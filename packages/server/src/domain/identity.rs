//! Identity resolution at connection-accept time.

use async_trait::async_trait;

use super::{IdentityError, UserId};

/// What the transport knows about a connection attempt
#[derive(Debug, Clone, Default, PartialEq, Eq)]
pub struct ConnectRequest {
    /// Opaque credential issued by the authentication service
    pub token: Option<String>,
}

impl ConnectRequest {
    pub fn with_token(token: impl Into<String>) -> Self {
        Self {
            token: Some(token.into()),
        }
    }
}

/// Maps a connect request to a stable user identity or rejects it.
///
/// Implementations wrap whatever authentication service the deployment uses;
/// this crate only consumes the result.
#[async_trait]
pub trait IdentityResolver: Send + Sync {
    async fn resolve(&self, request: &ConnectRequest) -> Result<UserId, IdentityError>;
}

..............................

**How to complete this task:**
Please be sure to repeat every entry exactly.

**Result of this task:**
filename packages/server/src/domain/identity.rs
//! Identity resolution at connection-accept time.

use async_trait::async_trait;

use super::{IdentityError, UserId};

/// What the transport knows about a connection attempt
#[derive(Debug, Clone, Default, PartialEq, Eq)]
pub struct ConnectRequest {
    /// Opaque credential issued by the authentication service
    pub token: Option<String>,
}

impl ConnectRequest {
    pub fn with_token(token: impl Into<String>) -> Self {
        Self {
            token: Some(token.into()),
        }
    }
}

/// Maps a connect request to a stable user identity or rejects it.
///
/// Implementations wrap whatever authentication service the deployment uses;
/// this crate only consumes the result.
#[async_trait]
pub trait IdentityResolver: Send + Sync {
    async fn resolve(&self, request: &ConnectRequest) -> Result<UserId, IdentityError>;
}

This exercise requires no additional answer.